## Saved data entries
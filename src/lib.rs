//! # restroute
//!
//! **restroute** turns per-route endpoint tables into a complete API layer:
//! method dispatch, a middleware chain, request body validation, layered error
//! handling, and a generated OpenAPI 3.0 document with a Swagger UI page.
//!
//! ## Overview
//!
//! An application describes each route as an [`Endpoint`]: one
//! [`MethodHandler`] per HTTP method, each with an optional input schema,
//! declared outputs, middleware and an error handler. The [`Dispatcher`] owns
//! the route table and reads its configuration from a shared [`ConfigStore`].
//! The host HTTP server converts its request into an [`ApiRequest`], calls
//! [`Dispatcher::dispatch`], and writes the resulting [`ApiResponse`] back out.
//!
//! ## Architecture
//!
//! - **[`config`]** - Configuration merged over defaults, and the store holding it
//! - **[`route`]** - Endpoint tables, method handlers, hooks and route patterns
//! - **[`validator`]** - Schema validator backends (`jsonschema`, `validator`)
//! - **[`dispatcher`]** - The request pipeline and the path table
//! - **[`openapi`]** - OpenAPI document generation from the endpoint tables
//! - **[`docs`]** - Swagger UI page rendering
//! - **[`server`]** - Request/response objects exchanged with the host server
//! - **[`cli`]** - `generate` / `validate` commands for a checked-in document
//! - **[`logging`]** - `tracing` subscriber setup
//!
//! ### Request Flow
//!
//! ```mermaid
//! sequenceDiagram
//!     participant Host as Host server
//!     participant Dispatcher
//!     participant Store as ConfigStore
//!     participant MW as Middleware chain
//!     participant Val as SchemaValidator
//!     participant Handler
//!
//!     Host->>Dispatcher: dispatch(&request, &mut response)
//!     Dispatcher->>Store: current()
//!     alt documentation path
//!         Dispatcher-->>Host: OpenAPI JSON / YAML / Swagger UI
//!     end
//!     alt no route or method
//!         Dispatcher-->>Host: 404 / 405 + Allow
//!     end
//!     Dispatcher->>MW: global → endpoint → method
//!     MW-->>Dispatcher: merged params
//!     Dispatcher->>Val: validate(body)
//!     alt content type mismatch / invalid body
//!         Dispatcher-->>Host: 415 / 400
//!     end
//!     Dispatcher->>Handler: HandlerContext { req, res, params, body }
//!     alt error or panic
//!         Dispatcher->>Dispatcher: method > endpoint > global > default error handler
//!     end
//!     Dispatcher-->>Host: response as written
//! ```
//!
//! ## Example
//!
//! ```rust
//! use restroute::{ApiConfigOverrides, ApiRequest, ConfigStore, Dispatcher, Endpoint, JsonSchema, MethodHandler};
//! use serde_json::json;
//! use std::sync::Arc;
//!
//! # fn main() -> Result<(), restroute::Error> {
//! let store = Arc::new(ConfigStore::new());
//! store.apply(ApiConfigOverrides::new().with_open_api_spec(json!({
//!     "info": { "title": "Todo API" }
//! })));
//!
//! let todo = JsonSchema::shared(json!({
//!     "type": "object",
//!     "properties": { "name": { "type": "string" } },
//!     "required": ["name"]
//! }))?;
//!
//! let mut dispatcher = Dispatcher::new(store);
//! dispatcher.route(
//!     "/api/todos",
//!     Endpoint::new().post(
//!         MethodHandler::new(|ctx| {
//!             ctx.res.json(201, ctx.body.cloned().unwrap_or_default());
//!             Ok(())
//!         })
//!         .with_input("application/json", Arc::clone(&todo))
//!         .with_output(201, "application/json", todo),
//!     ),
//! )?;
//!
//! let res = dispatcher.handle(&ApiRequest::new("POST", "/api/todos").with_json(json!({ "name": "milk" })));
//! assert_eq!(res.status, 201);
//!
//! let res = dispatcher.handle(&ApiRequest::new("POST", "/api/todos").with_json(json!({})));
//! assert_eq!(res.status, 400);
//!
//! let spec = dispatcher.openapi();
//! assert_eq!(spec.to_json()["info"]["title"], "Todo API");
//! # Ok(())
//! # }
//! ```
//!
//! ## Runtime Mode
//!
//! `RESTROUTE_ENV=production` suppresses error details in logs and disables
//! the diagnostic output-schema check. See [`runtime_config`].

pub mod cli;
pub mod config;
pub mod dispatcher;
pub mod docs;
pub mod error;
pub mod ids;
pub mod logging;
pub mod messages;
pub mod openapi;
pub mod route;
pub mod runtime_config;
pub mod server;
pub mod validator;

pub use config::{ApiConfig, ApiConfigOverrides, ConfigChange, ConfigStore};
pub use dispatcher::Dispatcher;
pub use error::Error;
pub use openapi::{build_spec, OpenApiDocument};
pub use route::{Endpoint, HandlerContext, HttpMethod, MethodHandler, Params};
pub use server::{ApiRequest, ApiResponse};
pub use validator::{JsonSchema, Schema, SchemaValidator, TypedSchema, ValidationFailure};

...

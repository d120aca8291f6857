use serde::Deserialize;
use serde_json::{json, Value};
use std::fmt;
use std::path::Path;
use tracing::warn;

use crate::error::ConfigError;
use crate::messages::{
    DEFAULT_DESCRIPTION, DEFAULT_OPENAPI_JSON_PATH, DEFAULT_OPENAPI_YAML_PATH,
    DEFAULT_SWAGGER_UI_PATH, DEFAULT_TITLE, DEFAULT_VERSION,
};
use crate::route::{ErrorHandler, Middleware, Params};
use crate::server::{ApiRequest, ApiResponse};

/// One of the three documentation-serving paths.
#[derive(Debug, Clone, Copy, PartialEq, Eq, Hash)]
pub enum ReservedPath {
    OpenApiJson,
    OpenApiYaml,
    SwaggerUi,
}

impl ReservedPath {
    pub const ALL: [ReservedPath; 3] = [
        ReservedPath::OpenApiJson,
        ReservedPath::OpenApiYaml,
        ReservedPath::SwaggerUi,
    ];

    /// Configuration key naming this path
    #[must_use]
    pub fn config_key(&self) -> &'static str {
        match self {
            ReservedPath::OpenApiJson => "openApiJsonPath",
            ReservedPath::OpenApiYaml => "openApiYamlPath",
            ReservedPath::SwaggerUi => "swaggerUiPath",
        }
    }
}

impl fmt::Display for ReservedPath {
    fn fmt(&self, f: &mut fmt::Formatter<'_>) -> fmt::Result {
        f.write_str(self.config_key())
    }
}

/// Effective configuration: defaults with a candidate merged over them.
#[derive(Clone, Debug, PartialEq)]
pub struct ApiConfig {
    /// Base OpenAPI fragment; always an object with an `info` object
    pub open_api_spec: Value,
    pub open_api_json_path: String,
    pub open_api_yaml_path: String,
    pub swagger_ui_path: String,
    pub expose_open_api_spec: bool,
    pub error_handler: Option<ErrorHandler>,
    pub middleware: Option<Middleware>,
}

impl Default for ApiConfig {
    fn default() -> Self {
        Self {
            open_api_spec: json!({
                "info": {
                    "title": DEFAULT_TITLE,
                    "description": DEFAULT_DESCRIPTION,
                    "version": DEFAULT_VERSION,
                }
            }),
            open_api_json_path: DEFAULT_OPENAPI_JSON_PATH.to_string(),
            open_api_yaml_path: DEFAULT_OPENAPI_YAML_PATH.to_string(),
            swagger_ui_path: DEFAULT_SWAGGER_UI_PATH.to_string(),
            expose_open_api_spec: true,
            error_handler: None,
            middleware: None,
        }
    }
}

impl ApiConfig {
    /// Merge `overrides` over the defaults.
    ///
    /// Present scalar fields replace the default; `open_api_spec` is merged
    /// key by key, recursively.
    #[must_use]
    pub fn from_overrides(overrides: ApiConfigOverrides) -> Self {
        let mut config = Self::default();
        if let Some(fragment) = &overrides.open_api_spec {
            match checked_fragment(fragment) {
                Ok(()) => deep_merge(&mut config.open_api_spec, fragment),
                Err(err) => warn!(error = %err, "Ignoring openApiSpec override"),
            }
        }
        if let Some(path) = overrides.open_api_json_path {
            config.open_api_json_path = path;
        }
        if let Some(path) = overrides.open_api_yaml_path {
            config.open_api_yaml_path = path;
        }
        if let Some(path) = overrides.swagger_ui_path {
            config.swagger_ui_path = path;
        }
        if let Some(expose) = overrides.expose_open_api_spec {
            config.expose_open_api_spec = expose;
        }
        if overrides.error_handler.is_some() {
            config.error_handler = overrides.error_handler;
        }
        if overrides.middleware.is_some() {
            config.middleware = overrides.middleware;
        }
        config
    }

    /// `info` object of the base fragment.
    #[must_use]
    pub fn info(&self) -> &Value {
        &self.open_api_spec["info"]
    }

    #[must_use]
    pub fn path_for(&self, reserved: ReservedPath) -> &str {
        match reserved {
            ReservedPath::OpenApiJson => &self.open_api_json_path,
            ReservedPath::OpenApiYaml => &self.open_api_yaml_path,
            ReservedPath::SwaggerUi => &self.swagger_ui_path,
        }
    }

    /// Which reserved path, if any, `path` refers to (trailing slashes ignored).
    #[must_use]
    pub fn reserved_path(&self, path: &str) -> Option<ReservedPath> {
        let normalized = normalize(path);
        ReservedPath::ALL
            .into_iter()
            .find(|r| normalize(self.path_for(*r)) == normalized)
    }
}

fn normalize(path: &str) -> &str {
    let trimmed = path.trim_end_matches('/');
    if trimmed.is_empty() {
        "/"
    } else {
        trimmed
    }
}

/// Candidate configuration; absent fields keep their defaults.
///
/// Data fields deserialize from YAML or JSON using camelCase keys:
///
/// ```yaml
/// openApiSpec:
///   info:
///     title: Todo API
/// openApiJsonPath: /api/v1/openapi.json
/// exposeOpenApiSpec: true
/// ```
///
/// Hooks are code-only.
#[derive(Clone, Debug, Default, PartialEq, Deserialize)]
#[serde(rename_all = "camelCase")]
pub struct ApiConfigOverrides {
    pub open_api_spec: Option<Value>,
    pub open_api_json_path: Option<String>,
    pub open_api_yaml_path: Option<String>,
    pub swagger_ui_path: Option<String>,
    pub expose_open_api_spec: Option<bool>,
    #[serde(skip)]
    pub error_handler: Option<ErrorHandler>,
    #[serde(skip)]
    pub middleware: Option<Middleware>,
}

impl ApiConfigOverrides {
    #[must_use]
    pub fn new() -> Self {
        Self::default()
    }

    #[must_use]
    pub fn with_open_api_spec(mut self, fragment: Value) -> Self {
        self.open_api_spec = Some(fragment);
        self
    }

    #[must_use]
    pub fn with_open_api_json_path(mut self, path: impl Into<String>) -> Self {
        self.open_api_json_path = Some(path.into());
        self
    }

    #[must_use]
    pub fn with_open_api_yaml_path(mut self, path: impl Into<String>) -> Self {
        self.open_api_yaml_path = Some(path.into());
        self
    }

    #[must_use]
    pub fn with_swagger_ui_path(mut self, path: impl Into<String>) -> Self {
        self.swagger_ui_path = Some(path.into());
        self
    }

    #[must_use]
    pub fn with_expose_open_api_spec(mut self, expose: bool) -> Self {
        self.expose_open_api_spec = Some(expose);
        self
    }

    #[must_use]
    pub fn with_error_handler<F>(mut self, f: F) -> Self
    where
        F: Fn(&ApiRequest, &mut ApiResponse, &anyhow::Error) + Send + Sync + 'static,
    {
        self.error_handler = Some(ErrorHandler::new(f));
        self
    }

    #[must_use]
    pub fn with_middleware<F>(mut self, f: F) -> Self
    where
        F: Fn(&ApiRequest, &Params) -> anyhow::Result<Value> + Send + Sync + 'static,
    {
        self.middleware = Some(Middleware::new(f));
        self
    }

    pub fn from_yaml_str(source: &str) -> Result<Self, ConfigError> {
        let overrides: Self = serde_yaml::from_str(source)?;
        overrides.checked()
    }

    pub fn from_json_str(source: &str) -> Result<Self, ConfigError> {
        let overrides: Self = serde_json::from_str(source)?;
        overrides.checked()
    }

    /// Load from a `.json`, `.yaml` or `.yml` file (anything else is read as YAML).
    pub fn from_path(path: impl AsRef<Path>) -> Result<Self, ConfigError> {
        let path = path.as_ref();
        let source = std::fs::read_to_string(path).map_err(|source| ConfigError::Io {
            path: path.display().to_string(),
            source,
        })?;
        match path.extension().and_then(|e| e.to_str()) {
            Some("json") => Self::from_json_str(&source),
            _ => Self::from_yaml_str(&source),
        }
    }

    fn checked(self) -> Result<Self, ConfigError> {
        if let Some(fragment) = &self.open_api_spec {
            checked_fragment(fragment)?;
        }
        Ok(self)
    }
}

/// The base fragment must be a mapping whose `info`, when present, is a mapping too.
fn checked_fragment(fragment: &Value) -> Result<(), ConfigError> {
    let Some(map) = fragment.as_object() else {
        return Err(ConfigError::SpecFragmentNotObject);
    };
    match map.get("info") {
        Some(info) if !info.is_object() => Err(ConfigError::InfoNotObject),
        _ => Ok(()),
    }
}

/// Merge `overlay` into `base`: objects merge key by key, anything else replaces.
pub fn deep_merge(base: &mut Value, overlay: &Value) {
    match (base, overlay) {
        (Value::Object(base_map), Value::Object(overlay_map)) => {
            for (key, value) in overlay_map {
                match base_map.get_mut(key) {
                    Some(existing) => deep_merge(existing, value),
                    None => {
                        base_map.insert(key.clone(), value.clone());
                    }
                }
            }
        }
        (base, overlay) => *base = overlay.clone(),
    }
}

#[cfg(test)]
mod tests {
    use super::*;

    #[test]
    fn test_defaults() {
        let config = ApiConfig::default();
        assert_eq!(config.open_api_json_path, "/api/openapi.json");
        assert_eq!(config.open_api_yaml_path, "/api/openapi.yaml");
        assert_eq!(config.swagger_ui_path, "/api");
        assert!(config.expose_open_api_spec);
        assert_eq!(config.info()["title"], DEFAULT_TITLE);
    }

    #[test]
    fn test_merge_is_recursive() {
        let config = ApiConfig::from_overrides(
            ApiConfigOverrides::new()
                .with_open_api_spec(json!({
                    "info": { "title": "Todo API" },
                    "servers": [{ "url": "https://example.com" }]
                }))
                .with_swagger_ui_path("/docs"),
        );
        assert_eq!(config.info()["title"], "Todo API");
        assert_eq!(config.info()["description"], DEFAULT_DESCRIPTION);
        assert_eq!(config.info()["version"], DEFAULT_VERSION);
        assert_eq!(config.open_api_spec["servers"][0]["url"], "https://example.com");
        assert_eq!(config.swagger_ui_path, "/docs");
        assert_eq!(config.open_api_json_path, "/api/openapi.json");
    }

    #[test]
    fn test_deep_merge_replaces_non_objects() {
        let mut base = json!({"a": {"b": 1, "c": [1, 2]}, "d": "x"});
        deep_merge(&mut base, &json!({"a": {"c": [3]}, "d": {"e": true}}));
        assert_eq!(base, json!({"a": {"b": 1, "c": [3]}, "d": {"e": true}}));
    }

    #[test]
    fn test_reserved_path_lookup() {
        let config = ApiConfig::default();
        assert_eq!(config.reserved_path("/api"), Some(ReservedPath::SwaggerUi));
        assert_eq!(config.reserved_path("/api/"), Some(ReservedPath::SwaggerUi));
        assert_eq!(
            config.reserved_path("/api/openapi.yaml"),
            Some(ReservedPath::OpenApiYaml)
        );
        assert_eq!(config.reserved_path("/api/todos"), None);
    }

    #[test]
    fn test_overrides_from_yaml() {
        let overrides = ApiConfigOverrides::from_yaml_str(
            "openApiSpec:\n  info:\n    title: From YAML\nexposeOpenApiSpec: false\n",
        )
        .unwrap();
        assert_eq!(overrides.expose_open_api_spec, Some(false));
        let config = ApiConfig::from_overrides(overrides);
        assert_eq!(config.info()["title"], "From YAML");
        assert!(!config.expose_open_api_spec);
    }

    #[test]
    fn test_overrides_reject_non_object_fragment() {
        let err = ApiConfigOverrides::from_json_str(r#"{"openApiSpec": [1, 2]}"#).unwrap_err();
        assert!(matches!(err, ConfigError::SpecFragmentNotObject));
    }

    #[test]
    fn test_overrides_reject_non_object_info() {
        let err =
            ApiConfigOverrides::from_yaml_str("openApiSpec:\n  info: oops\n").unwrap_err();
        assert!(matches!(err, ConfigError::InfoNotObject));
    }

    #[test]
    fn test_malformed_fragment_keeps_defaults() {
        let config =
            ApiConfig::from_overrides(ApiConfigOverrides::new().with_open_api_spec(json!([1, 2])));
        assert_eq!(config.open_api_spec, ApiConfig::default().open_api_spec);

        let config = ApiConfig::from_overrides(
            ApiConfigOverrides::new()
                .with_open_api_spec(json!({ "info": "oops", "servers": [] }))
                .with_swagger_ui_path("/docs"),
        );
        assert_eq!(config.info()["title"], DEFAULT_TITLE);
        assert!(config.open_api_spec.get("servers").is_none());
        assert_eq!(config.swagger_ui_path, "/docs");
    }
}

==

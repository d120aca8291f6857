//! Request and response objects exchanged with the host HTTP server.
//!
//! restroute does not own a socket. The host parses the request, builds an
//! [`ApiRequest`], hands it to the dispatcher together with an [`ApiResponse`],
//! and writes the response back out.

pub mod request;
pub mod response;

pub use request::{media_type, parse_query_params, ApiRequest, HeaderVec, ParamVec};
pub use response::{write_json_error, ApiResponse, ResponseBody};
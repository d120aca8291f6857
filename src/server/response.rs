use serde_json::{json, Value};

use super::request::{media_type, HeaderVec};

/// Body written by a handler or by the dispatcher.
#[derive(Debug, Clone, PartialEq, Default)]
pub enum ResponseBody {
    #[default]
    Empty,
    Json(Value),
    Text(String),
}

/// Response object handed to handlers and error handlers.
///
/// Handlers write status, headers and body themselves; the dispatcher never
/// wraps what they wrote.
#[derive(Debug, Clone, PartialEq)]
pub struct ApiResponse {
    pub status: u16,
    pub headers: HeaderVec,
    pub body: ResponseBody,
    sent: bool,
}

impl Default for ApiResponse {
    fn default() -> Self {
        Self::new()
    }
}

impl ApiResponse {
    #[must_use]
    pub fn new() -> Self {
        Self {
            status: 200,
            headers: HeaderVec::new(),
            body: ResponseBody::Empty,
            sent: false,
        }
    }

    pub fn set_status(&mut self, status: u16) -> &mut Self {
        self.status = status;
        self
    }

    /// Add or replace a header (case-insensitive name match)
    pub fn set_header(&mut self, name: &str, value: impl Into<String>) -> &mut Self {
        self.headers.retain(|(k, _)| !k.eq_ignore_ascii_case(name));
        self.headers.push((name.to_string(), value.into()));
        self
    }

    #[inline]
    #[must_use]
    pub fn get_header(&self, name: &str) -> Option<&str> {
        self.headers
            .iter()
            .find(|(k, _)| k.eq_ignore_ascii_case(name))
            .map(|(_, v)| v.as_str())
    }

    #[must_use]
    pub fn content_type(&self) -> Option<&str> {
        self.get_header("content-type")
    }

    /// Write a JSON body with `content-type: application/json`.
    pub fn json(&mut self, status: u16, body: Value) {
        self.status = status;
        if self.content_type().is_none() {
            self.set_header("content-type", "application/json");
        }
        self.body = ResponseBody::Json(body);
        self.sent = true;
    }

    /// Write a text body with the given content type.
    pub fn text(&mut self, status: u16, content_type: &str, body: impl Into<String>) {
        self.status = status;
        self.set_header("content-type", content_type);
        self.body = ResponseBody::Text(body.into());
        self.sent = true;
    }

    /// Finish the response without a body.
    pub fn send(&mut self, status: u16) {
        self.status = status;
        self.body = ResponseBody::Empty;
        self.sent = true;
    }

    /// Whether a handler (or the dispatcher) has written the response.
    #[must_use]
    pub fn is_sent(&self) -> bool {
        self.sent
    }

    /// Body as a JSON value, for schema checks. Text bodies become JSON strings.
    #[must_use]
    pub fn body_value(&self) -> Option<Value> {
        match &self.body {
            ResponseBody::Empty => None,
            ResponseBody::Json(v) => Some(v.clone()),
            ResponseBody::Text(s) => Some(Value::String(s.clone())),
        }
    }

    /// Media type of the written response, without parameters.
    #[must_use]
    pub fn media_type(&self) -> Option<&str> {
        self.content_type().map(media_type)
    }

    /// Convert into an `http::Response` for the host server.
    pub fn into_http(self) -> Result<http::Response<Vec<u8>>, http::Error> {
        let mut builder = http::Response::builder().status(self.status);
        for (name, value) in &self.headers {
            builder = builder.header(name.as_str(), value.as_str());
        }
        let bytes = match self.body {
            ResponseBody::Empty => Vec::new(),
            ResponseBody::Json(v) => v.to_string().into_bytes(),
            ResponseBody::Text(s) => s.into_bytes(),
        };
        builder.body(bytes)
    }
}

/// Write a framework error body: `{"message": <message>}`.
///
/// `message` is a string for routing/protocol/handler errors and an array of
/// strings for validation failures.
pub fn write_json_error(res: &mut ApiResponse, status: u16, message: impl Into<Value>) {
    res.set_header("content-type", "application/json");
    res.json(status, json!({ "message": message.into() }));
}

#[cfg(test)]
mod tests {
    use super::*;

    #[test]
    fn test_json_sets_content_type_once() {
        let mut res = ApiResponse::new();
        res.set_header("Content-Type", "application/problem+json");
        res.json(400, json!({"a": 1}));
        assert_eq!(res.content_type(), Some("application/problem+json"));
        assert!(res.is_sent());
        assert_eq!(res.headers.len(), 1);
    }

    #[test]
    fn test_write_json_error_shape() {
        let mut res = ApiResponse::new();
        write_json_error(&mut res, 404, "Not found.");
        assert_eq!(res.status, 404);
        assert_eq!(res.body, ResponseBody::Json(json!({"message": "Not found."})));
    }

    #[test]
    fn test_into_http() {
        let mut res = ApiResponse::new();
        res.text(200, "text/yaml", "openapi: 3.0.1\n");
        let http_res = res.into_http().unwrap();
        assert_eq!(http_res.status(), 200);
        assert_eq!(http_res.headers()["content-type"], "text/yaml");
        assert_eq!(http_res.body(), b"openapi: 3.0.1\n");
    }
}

## TASK TO COMPLETE
If the string "fields" appears in a line of the entries, report the line.

## WRITTEN RESPONSE
    /// Present scalar fields replace the default; `open_api_spec` is merged
/// Candidate configuration; absent fields keep their defaults.
/// Data fields deserialize from YAML or JSON using camelCase keys:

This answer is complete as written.